March 27, 2014

Gut woes of preemies focus of microbiome effort

A multidisciplinary team of microbiome researchers at Vanderbilt University is shedding light on necrotizing enterocolitis (NEC), a disease of prematurity that kills hundreds of babies and costs the U.S. health care system an estimated $5 billion a year.

A multidisciplinary team of microbiome researchers at Vanderbilt University is shedding light on necrotizing enterocolitis (NEC), a disease of prematurity that kills hundreds of babies and costs the U.S. health care system an estimated $5 billion a year.

Defined by the late Nobel laureate Joshua Lederberg as the “community” of microorganisms “that literally share our body space,” the microbiome (or microbiota) interacts with the body’s immune system to ensure healthy functioning of the digestive tract.

In NEC, this “cross-talk” seems to go wrong, leading to necrosis of the mucosal lining at the junction of the small and large intestines. About 40 percent of patients require surgery to remove the diseased tissue. Yet the condition is notoriously difficult to predict or prevent.

Jörn-Hendrik Weitkamp, M.D.

Scientists had hoped the newborn’s stool might provide a biomarker, but they’ve not identified a single pathogen or even a microbiome ‘pattern’ specific for the disease or consistent across different studies. No “silver bullet,” said Jörn-Hendrik Weitkamp, M.D., assistant professor of Pediatrics in the Division of Neonatology.

Now, in a study of infants without NEC but who had part of their intestines removed for anatomical or other reasons, the Vanderbilt researchers found that the microbiome of the intestine is very different from that found in the stool even within the same patient.

“In addition, we detected an unprecedented microbial diversity in intestinal tissue sections … even in preterm infants who were born by C-section and who were just a couple of days old without ever having been fed,” said Weitkamp, senior author of the report.

The findings, published on-line recently by the journal Gut Microbes, support a “top-to-bottom” pattern of microbial colonization — from mouth to gut — that may occur even before birth.

Although not yet completely understood, a diverse bacterial community may be ingested when the fetus swallows amniotic fluid, said Joann Romano-Keeler, M.D., instructor in Pediatrics and the paper’s first author.

Joann Romano-Keeler, M.D.

This challenges conventional wisdom that the fetal gut is “sterile,” she said, and suggests that what goes on in the intestinal tissue could help scientists interpret the microbiome findings they’re uncovering in stool.
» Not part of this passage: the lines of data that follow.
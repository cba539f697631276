//! CLI command definitions and execution
//!
//! Every command resolves the backend the same way: config file first, then
//! environment variables on top, then the `--provider` flag picks which set
//! of variables is read.

use std::path::PathBuf;
use std::sync::Arc;

use clap::{Args, Parser, Subcommand, ValueEnum};
use s3drop_core::{BackendConfig, Config, ConfigManager, Provider, TransferResult};
use s3drop_s3::S3Client;

use crate::exit_code::ExitCode;
use crate::output::{Formatter, OutputConfig};

mod completions;
mod delete;
mod list;
mod upload;
mod upload_url;

/// s3drop - upload files to S3-compatible storage
///
/// Uploads local files or remote URLs to Amazon S3, DigitalOcean Spaces
/// and other S3-compatible services, and prints the public URL.
#[derive(Parser, Debug)]
#[command(name = "s3drop")]
#[command(author, version, about, long_about = None)]
#[command(propagate_version = true)]
pub struct Cli {
    /// Storage provider whose environment variables are read
    #[arg(long, global = true, value_enum, env = "S3DROP_PROVIDER")]
    pub provider: Option<ProviderArg>,

    /// Path to the config file
    #[arg(long, global = true, env = "S3DROP_CONFIG")]
    pub config: Option<PathBuf>,

    /// Output format: human-readable or JSON
    #[arg(long, global = true, default_value = "false")]
    pub json: bool,

    /// Disable colored output
    #[arg(long, global = true, default_value = "false")]
    pub no_color: bool,

    /// Disable progress spinner
    #[arg(long, global = true, default_value = "false")]
    pub no_progress: bool,

    /// Suppress non-error output
    #[arg(short, long, global = true, default_value = "false")]
    pub quiet: bool,

    /// Enable debug logging
    #[arg(long, global = true, default_value = "false")]
    pub debug: bool,

    #[command(subcommand)]
    pub command: Commands,
}

#[derive(Subcommand, Debug)]
pub enum Commands {
    /// Upload a local file
    Upload(upload::UploadArgs),

    /// Download a URL and upload it
    UploadUrl(upload_url::UploadUrlArgs),

    /// List stored objects
    List(list::ListArgs),

    /// Delete an object
    Delete(delete::DeleteArgs),

    /// Generate shell completions
    Completions(completions::CompletionsArgs),
}

/// Provider selection on the command line
#[derive(Debug, Clone, Copy, PartialEq, Eq, ValueEnum)]
pub enum ProviderArg {
    /// Amazon S3 or any S3-compatible endpoint
    S3,
    /// DigitalOcean Spaces
    Spaces,
}

impl From<ProviderArg> for Provider {
    fn from(arg: ProviderArg) -> Self {
        match arg {
            ProviderArg::S3 => Provider::S3,
            ProviderArg::Spaces => Provider::Spaces,
        }
    }
}

/// Object visibility flags shared by the upload commands
#[derive(Args, Debug, Default)]
pub struct AclArgs {
    /// Make the object publicly readable
    #[arg(long, conflicts_with = "private")]
    pub public: bool,

    /// Keep the object private
    #[arg(long)]
    pub private: bool,
}

impl AclArgs {
    /// Explicit flag wins; otherwise the provider default applies
    pub fn make_public(&self, provider: Provider) -> bool {
        if self.public {
            true
        } else if self.private {
            false
        } else {
            provider.default_public()
        }
    }
}

/// Settings shared by every backend command
#[derive(Debug)]
pub struct Context {
    pub provider: Provider,
    pub file: Config,
    pub output: OutputConfig,
}

impl Context {
    pub fn formatter(&self) -> Formatter {
        Formatter::new(self.output.clone())
    }

    /// Resolve the backend configuration from the environment
    pub fn backend_config(&self) -> s3drop_core::Result<BackendConfig> {
        BackendConfig::resolve(self.provider, &self.file, |name| std::env::var(name).ok())
    }

    /// Resolve configuration and build the S3 client
    ///
    /// Reports the failure through `formatter` and returns the exit code to
    /// use when anything is missing.
    pub async fn connect(
        &self,
        formatter: &Formatter,
    ) -> Result<(BackendConfig, Arc<S3Client>), ExitCode> {
        let config = match self.backend_config() {
            Ok(c) => c,
            Err(e) => {
                formatter.error(&e.to_string());
                return Err(ExitCode::from_error(&e));
            }
        };

        match S3Client::new(&config).await {
            Ok(client) => Ok((config, Arc::new(client))),
            Err(e) => {
                formatter.error(&format!("Failed to create S3 client: {e}"));
                Err(ExitCode::from_error(&e))
            }
        }
    }
}

/// Execute the CLI command and return an exit code
pub async fn execute(cli: Cli) -> ExitCode {
    let mut output_config = OutputConfig {
        json: cli.json,
        no_color: cli.no_color,
        no_progress: cli.no_progress,
        quiet: cli.quiet,
    };

    let args = match cli.command {
        Commands::Completions(args) => return completions::execute(args),
        command => command,
    };

    let file = match load_config(cli.config) {
        Ok(c) => c,
        Err(e) => {
            Formatter::new(output_config).error(&e.to_string());
            return ExitCode::from_error(&e);
        }
    };

    if file.defaults.output == "json" {
        output_config.json = true;
    }

    let ctx = Context {
        provider: cli.provider.map(Provider::from).unwrap_or(file.defaults.provider),
        file,
        output: output_config,
    };
    tracing::debug!(provider = %ctx.provider, "resolved provider");

    match args {
        Commands::Upload(args) => upload::execute(args, &ctx).await,
        Commands::UploadUrl(args) => upload_url::execute(args, &ctx).await,
        Commands::List(args) => list::execute(args, &ctx).await,
        Commands::Delete(args) => delete::execute(args, &ctx).await,
        Commands::Completions(args) => completions::execute(args),
    }
}

/// Load the config file; a missing config directory means no file
fn load_config(path: Option<PathBuf>) -> s3drop_core::Result<Config> {
    let manager = match path {
        Some(p) => ConfigManager::with_path(p),
        None => match ConfigManager::new() {
            Ok(m) => m,
            Err(e) => {
                tracing::debug!(error = %e, "no config directory, using defaults");
                return Ok(Config::default());
            }
        },
    };

    tracing::debug!(path = %manager.config_path().display(), "loading config");
    manager.load()
}

/// Print an upload outcome and map it to an exit code
pub(crate) fn report_transfer(
    formatter: &Formatter,
    result: s3drop_core::Result<TransferResult>,
) -> ExitCode {
    let result = match result {
        Ok(r) => r,
        Err(e) => {
            formatter.error(&e.to_string());
            return ExitCode::from_error(&e);
        }
    };

    if formatter.is_json() {
        formatter.json(&result);
    } else {
        match &result {
            TransferResult::Success(s) => {
                formatter.success(&format!("Uploaded {} to {}/{}", s.filename, s.bucket, s.key));
                formatter.println(&format!("  URL:  {}", s.url));
                formatter.println(&format!(
                    "  Size: {} ({})",
                    humansize::format_size(s.size_bytes, humansize::BINARY),
                    s.content_type
                ));
                if let Some(source) = &s.source_url {
                    formatter.println(&format!("  From: {source}"));
                }
            }
            TransferResult::Failure(f) => formatter.error(&f.error),
        }
    }

    ExitCode::from_success(result.is_success())
}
The study was conducted by investigators in Biological Sciences, Biostatistics, Pathology, Pediatric Surgery and Pediatrics/Neonatology. “This unique tissue microbiome project was only feasible by pooling the collective talents in different specialties across campus,” Romano-Keeler said.

It also led to the formation of one of the nation’s largest neonatal intestinal tissue biorepositories, to which researchers around the country submit tissue samples and from which they pull samples to aid their own research.
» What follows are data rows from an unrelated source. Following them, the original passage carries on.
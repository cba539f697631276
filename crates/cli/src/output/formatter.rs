//! Output formatter for human-readable and JSON output
//!
//! Ensures consistent output formatting across all commands.
//! JSON output is the flat result records from s3drop-core.

use console::style;
use serde::Serialize;

use super::OutputConfig;

/// Formatter for CLI output
///
/// When JSON mode is enabled, stdout carries exactly one JSON document per
/// command and nothing else.
#[derive(Debug, Clone)]
pub struct Formatter {
    config: OutputConfig,
}

impl Formatter {
    /// Create a new formatter with the given configuration
    pub fn new(config: OutputConfig) -> Self {
        Self { config }
    }

    /// Check if JSON output mode is enabled
    pub fn is_json(&self) -> bool {
        self.config.json
    }

    /// Check if colors are enabled
    pub fn colors_enabled(&self) -> bool {
        !self.config.no_color && !self.config.json
    }

    /// Output a success message
    pub fn success(&self, message: &str) {
        if self.config.quiet || self.config.json {
            return;
        }

        println!("{} {message}", self.mark("✓", console::Color::Green));
    }

    /// Output an error message
    ///
    /// Errors are always printed, even in quiet mode.
    pub fn error(&self, message: &str) {
        if self.config.json {
            let error = serde_json::json!({
                "status": "failure",
                "error": message
            });
            eprintln!(
                "{}",
                serde_json::to_string_pretty(&error).unwrap_or_else(|_| message.to_string())
            );
        } else {
            eprintln!("{} {message}", self.mark("✗", console::Color::Red));
        }
    }

    /// Output a warning message
    pub fn warning(&self, message: &str) {
        if self.config.quiet || self.config.json {
            return;
        }

        eprintln!("{} {message}", self.mark("⚠", console::Color::Yellow));
    }

    /// Output JSON directly
    pub fn json<T: Serialize>(&self, value: &T) {
        match serde_json::to_string_pretty(value) {
            Ok(json) => println!("{json}"),
            Err(e) => eprintln!("Error serializing output: {e}"),
        }
    }

    /// Print a line of text (respects quiet mode)
    pub fn println(&self, message: &str) {
        if self.config.quiet {
            return;
        }
        println!("{message}");
    }

    fn mark(&self, symbol: &'static str, color: console::Color) -> String {
        if self.colors_enabled() {
            style(symbol).fg(color).force_styling(true).to_string()
        } else {
            symbol.to_string()
        }
    }
}

impl Default for Formatter {
    fn default() -> Self {
        Self::new(OutputConfig::default())
    }
}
Weitkamp credited Vanderbilt’s collaborative environment with making it possible “for the first time to map the term and preterm microbiome shortly after birth from the small intestinal mucosa, which is typically not accessible through endoscopy … in this fragile population.”

Defined by X-ray findings that suggest bacterial invasion into the premature gut wall one to five weeks after birth, NEC is on the rise as more premature babies survive. Yet “it is so unpredictable,” Weitkamp said. “That is the scary part.”

Early colonization normally is a good thing, because “signaling from the microbes with the immune system is imperative for development of good health,” including a well-functioning digestive tract, Romano-Keeler said.

In adults, the microbiota is well established and separated from immune cells, “like a two-bedroom apartment,” she continued. But in babies under age 2, who have a weaker barrier, “their microbiota is just moving in without much separation from the immune system … like studio living.”

“Some very interesting conversations are probably going on” between immune cells and the emerging microbiome in babies, Romano-Keeler said. And depending upon the nature of these “discussions,” they may be set up for “both normal and aberrant health outcomes.”

The research was supported by pilot grants from the Vanderbilt Digestive Disease Research Center and Vanderbilt Institute for Clinical and Translational Research, National Institutes of Health (NIH) grants HD068256, HD061607 and DK090146, the National Science Foundation and an American Academy of Pediatrics Marshall Klaus Perinatal Research Award.

Other Vanderbilt co-authors were Daniel Moore, M.D., Ph.D., Robert Brucker, Ph.D., Christopher Fonnesbeck, Ph.D., James Slaughter, Dr.PH, Haijing Li, Ph.D., Danielle Curran, Shufang Meng, Hernan Correa, M.D., Harold Lovvorn III, M.D., Seth Bordenstein, Ph.D., and Alfred George Jr., M.D.

Chunlin Wang, Ph.D., of Stanford University, and Yi-Wei Tang, M.D., Ph.D., of Memorial Sloan Cancer Center, also contributed to the study.